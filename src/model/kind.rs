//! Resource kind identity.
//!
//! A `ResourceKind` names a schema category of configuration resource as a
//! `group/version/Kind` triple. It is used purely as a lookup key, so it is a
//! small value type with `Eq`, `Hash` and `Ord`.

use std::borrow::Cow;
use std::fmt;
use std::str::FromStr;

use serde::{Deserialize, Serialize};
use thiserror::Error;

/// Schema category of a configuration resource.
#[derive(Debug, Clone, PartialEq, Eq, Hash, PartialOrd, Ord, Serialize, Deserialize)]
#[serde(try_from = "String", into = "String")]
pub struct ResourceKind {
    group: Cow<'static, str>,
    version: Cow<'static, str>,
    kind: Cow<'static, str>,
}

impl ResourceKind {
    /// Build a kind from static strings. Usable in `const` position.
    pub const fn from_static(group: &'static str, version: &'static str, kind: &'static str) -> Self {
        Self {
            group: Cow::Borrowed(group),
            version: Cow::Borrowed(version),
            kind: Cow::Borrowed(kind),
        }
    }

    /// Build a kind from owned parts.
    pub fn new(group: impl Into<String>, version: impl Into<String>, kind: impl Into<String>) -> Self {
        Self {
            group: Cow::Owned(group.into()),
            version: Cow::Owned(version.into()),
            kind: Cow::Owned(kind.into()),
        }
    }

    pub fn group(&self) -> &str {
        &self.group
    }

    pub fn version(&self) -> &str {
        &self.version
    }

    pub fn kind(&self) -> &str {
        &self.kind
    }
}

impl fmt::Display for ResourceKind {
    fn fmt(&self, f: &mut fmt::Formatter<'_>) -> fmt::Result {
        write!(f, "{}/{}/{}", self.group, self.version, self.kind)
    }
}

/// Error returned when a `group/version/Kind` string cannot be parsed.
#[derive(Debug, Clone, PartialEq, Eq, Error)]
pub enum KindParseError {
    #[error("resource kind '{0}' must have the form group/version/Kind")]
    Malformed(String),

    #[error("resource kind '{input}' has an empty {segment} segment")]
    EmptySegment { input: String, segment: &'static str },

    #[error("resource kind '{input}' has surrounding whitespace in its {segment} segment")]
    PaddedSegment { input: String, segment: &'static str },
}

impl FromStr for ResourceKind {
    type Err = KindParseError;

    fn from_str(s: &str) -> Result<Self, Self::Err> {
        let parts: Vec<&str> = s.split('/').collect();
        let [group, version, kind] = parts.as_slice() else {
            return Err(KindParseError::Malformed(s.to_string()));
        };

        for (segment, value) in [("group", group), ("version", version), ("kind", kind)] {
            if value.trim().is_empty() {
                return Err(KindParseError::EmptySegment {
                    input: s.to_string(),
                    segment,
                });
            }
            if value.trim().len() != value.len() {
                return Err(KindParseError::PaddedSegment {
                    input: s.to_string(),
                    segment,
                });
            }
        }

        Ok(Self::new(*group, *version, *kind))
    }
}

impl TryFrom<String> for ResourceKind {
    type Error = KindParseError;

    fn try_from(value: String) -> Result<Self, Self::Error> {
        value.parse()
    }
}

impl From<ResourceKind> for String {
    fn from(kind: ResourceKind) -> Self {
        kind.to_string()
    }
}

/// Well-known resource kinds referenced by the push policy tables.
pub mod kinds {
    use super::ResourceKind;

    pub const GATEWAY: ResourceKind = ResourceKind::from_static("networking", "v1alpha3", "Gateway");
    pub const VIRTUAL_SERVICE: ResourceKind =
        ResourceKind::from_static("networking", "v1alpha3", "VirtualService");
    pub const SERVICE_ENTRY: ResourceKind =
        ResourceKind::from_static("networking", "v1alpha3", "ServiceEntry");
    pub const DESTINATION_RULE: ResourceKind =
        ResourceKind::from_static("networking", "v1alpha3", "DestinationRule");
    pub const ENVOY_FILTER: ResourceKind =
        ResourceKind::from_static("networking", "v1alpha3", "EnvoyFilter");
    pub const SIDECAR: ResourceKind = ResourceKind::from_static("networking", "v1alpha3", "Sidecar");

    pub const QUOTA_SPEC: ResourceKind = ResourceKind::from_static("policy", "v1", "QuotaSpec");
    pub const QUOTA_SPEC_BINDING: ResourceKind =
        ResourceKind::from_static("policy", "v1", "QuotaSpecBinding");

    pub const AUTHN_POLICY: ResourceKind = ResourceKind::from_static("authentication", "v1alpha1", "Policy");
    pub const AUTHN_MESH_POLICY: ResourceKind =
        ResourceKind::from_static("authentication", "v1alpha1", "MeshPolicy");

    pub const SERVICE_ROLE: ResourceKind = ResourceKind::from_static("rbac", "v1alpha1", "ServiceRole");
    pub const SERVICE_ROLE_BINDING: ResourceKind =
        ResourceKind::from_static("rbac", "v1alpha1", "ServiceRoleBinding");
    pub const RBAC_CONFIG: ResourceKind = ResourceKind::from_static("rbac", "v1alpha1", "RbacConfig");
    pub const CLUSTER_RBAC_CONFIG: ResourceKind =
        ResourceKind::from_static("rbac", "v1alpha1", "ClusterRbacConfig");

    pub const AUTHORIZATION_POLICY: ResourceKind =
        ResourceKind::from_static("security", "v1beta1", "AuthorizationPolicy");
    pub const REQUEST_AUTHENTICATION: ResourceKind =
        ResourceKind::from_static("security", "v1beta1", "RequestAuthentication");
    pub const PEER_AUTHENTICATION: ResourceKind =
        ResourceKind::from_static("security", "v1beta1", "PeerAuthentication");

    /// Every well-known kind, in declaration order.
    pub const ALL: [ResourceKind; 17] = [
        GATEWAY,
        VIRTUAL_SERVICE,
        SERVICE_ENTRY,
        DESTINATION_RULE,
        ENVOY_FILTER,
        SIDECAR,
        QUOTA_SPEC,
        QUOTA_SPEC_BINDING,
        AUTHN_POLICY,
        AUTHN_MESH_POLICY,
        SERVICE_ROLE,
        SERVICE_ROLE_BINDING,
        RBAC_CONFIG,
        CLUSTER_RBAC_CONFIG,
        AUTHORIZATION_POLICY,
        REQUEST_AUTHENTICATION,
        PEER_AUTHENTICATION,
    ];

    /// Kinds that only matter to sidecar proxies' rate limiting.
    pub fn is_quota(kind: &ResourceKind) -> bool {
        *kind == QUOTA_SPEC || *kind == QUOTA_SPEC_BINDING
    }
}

* * *

*What is being asked*. Among the lines of the material, find those holding the word "input" and return them.

*Task output*.
    #[error("resource kind '{input}' has an empty {segment} segment")]
    EmptySegment { input: String, segment: &'static str },
    #[error("resource kind '{input}' has surrounding whitespace in its {segment} segment")]
    PaddedSegment { input: String, segment: &'static str },
                    input: s.to_string(),
                    input: s.to_string(),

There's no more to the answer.